Severe Silicosis in Engineered Stone Fabrication Workers: US and Global Perspectives
Presented By: Robert Harrison, MD, MPH
Public Health Medical Officer, California Department of Public Health
Clinical Professor of Medicine, University of California San Francisco
Respirable crystalline silica exposure causes silicosis, a disabling and sometimes fatal lung disease. Over the past several years, hundreds of cases of silicosis (many with severe progressive disease) have been reported worldwide among workers who cut, polish and grind countertops made of engineered ("artificial") stone. The first cluster of silicosis - including two fatalities in California - was reported by Dr. Robert Harrison and colleagues in September 2019 among engineered stone fabrication workers in four States. Several cases also had autoimmune disease and latent tuberculosis infection. Dr. Harrison will describe the identification of the outbreak in the US, implications for clinical practice, and recommendations for prevention.

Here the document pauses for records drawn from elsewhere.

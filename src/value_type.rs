use std::fmt;

/// Tag enumeration mirroring the alternative set of [`crate::Value`].
///
/// Discriminants are stable and may be exchanged with external type
/// enumerations directly: 0 unspecified, 1-12 primitives, 20-31 arrays,
/// 40-41 composites. Gaps are reserved.
#[derive(Debug, Clone, Copy, PartialEq, Eq, Hash)]
#[repr(i32)]
pub enum ValueType {
	/// Unknown or not set.
	Unspecified = 0,
	/// UTF-8 string scalar.
	String = 1,
	/// Boolean scalar.
	Bool = 2,
	/// Signed 8-bit scalar.
	Int8 = 3,
	/// Signed 16-bit scalar.
	Int16 = 4,
	/// Signed 32-bit scalar.
	Int32 = 5,
	/// Signed 64-bit scalar.
	Int64 = 6,
	/// Unsigned 8-bit scalar.
	Uint8 = 7,
	/// Unsigned 16-bit scalar.
	Uint16 = 8,
	/// Unsigned 32-bit scalar.
	Uint32 = 9,
	/// Unsigned 64-bit scalar.
	Uint64 = 10,
	/// 32-bit floating point scalar.
	Float = 11,
	/// 64-bit floating point scalar.
	Double = 12,
	/// Ordered sequence of strings.
	StringArray = 20,
	/// Ordered sequence of booleans.
	BoolArray = 21,
	/// Ordered sequence of signed 8-bit values.
	Int8Array = 22,
	/// Ordered sequence of signed 16-bit values.
	Int16Array = 23,
	/// Ordered sequence of signed 32-bit values.
	Int32Array = 24,
	/// Ordered sequence of signed 64-bit values.
	Int64Array = 25,
	/// Ordered sequence of unsigned 8-bit values.
	Uint8Array = 26,
	/// Ordered sequence of unsigned 16-bit values.
	Uint16Array = 27,
	/// Ordered sequence of unsigned 32-bit values.
	Uint32Array = 28,
	/// Ordered sequence of unsigned 64-bit values.
	Uint64Array = 29,
	/// Ordered sequence of 32-bit floats.
	FloatArray = 30,
	/// Ordered sequence of 64-bit floats.
	DoubleArray = 31,
	/// Single struct instance.
	Struct = 40,
	/// Ordered sequence of struct instances.
	StructArray = 41,
}

impl ValueType {
	/// Stable numeric code of this tag.
	pub fn code(self) -> i32 {
		self as i32
	}

	/// Map a stable numeric code back to its tag.
	pub fn from_code(code: i32) -> Option<Self> {
		Some(match code {
			0 => Self::Unspecified,
			1 => Self::String,
			2 => Self::Bool,
			3 => Self::Int8,
			4 => Self::Int16,
			5 => Self::Int32,
			6 => Self::Int64,
			7 => Self::Uint8,
			8 => Self::Uint16,
			9 => Self::Uint32,
			10 => Self::Uint64,
			11 => Self::Float,
			12 => Self::Double,
			20 => Self::StringArray,
			21 => Self::BoolArray,
			22 => Self::Int8Array,
			23 => Self::Int16Array,
			24 => Self::Int32Array,
			25 => Self::Int64Array,
			26 => Self::Uint8Array,
			27 => Self::Uint16Array,
			28 => Self::Uint32Array,
			29 => Self::Uint64Array,
			30 => Self::FloatArray,
			31 => Self::DoubleArray,
			40 => Self::Struct,
			41 => Self::StructArray,
			_ => return None,
		})
	}

	/// Canonical upper-case textual form (for example `FLOAT_ARRAY`).
	pub fn as_str(self) -> &'static str {
		match self {
			Self::Unspecified => "UNSPECIFIED",
			Self::String => "STRING",
			Self::Bool => "BOOL",
			Self::Int8 => "INT8",
			Self::Int16 => "INT16",
			Self::Int32 => "INT32",
			Self::Int64 => "INT64",
			Self::Uint8 => "UINT8",
			Self::Uint16 => "UINT16",
			Self::Uint32 => "UINT32",
			Self::Uint64 => "UINT64",
			Self::Float => "FLOAT",
			Self::Double => "DOUBLE",
			Self::StringArray => "STRING_ARRAY",
			Self::BoolArray => "BOOL_ARRAY",
			Self::Int8Array => "INT8_ARRAY",
			Self::Int16Array => "INT16_ARRAY",
			Self::Int32Array => "INT32_ARRAY",
			Self::Int64Array => "INT64_ARRAY",
			Self::Uint8Array => "UINT8_ARRAY",
			Self::Uint16Array => "UINT16_ARRAY",
			Self::Uint32Array => "UINT32_ARRAY",
			Self::Uint64Array => "UINT64_ARRAY",
			Self::FloatArray => "FLOAT_ARRAY",
			Self::DoubleArray => "DOUBLE_ARRAY",
			Self::Struct => "STRUCT",
			Self::StructArray => "STRUCT_ARRAY",
		}
	}

	/// Parse a tag from text, case-insensitively.
	///
	/// Accepts canonical names (`FLOAT_ARRAY`), bracket forms (`float[]`),
	/// and the aliases `BOOLEAN`, `INT`, `LONG`, `UNSIGNED`, and `ULONG`
	/// (also inside array forms). Unknown input yields `None`.
	pub fn parse(input: &str) -> Option<Self> {
		let upper = input.trim().to_ascii_uppercase();
		if let Some(element) = upper.strip_suffix("[]") {
			return Self::parse_scalar(element)?.array_type();
		}
		if let Some(element) = upper.strip_suffix("_ARRAY") {
			return Self::parse_scalar(element)?.array_type();
		}
		Self::parse_scalar(&upper)
	}

	fn parse_scalar(upper: &str) -> Option<Self> {
		Some(match upper {
			"STRING" => Self::String,
			"BOOL" | "BOOLEAN" => Self::Bool,
			"INT8" => Self::Int8,
			"INT16" => Self::Int16,
			"INT32" | "INT" => Self::Int32,
			"INT64" | "LONG" => Self::Int64,
			"UINT8" => Self::Uint8,
			"UINT16" => Self::Uint16,
			"UINT32" | "UNSIGNED" => Self::Uint32,
			"UINT64" | "ULONG" => Self::Uint64,
			"FLOAT" => Self::Float,
			"DOUBLE" => Self::Double,
			"STRUCT" => Self::Struct,
			_ => return None,
		})
	}

	/// Whether this tag is a primitive scalar.
	pub fn is_primitive(self) -> bool {
		(1..=12).contains(&self.code())
	}

	/// Whether this tag is an array, including [`ValueType::StructArray`].
	pub fn is_array(self) -> bool {
		(20..=31).contains(&self.code()) || self == Self::StructArray
	}

	/// Whether this tag is [`ValueType::Struct`] or [`ValueType::StructArray`].
	pub fn is_struct(self) -> bool {
		matches!(self, Self::Struct | Self::StructArray)
	}

	/// Whether this tag is a signed integer scalar.
	pub fn is_signed(self) -> bool {
		matches!(self, Self::Int8 | Self::Int16 | Self::Int32 | Self::Int64)
	}

	/// Whether this tag is an unsigned integer scalar.
	pub fn is_unsigned(self) -> bool {
		matches!(self, Self::Uint8 | Self::Uint16 | Self::Uint32 | Self::Uint64)
	}

	/// Whether this tag is a floating point scalar.
	pub fn is_float(self) -> bool {
		matches!(self, Self::Float | Self::Double)
	}

	/// Whether this tag is a numeric scalar. Booleans are not numeric.
	pub fn is_numeric(self) -> bool {
		self.is_signed() || self.is_unsigned() || self.is_float()
	}

	/// Element tag of an array tag, `None` for non-arrays.
	pub fn element_type(self) -> Option<Self> {
		Some(match self {
			Self::StringArray => Self::String,
			Self::BoolArray => Self::Bool,
			Self::Int8Array => Self::Int8,
			Self::Int16Array => Self::Int16,
			Self::Int32Array => Self::Int32,
			Self::Int64Array => Self::Int64,
			Self::Uint8Array => Self::Uint8,
			Self::Uint16Array => Self::Uint16,
			Self::Uint32Array => Self::Uint32,
			Self::Uint64Array => Self::Uint64,
			Self::FloatArray => Self::Float,
			Self::DoubleArray => Self::Double,
			Self::StructArray => Self::Struct,
			_ => return None,
		})
	}

	/// Array tag holding elements of this scalar tag, `None` for non-scalars.
	pub fn array_type(self) -> Option<Self> {
		Some(match self {
			Self::String => Self::StringArray,
			Self::Bool => Self::BoolArray,
			Self::Int8 => Self::Int8Array,
			Self::Int16 => Self::Int16Array,
			Self::Int32 => Self::Int32Array,
			Self::Int64 => Self::Int64Array,
			Self::Uint8 => Self::Uint8Array,
			Self::Uint16 => Self::Uint16Array,
			Self::Uint32 => Self::Uint32Array,
			Self::Uint64 => Self::Uint64Array,
			Self::Float => Self::FloatArray,
			Self::Double => Self::DoubleArray,
			Self::Struct => Self::StructArray,
			_ => return None,
		})
	}

	/// Compatibility predicate used by validators and coercers.
	///
	/// Reflexive and symmetric. Tags are compatible when equal, when either
	/// side is unspecified, when both are scalars of the same numeric family
	/// (signed, unsigned, or floating point), or when both are arrays whose
	/// element tags are in the same numeric family. Signed and unsigned never
	/// mix, scalars never match arrays, and booleans, strings, and composites
	/// are compatible only with themselves.
	pub fn is_compatible_with(self, other: Self) -> bool {
		if self == other {
			return true;
		}
		if self == Self::Unspecified || other == Self::Unspecified {
			return true;
		}
		if let (Some(a), Some(b)) = (self.element_type(), other.element_type()) {
			return same_numeric_family(a, b);
		}
		same_numeric_family(self, other)
	}
}

impl fmt::Display for ValueType {
	fn fmt(&self, f: &mut fmt::Formatter<'_>) -> fmt::Result {
		f.write_str(self.as_str())
	}
}

fn same_numeric_family(a: ValueType, b: ValueType) -> bool {
	(a.is_signed() && b.is_signed())
		|| (a.is_unsigned() && b.is_unsigned())
		|| (a.is_float() && b.is_float())
}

At the completion of this webinar, participants will be able to:
Identify methods for public health investigation and tracking of an emerging hazard and disease
Name a spectrum of silica-related diseases
Apply knowledge to improve screening and case detection for silicosis based on OSHA silica standard requirements and best medical evidence
Dr. Harrison is a medical officer with the California Department of Public Health and Clinical Professor at the University of California, San Francisco in the Division of Occupational and Environmental Medicine. He established the UCSF Occupational Health Services in 1984, where he has diagnosed and treated thousands of work and environmental injuries and illnesses. He has designed and implemented numerous medical monitoring programs for workplace exposures, and has consulted widely with employers, health care professionals, and labor organizations on the prevention of work-related injuries and illnesses. Dr. Harrison has led many work and environmental investigations of disease outbreaks. He has served as a technical and scientific consultant to Federal OSHA and CDC/NIOSH, and was a member of the California Occupational Safety and Health Standards Board. He is currently the Director of the NIOSH-funded Occupational Health Internship Program, and Associate Director of the UCSF Occupational and Environmental Medicine Residency Program. His research interests include the collection and analyses of California and national data on the incidence of work-related injuries and illnesses. Dr. Harrison has authored or co-authored more than 50 peer-reviewed journal articles, and more than 40 book chapters/contributed articles/letters to the editor. He is the co-editor of the most recent edition of the textbook Occupational and Environmental Medicine (McGraw-Hill Education, New York, NY, 2014).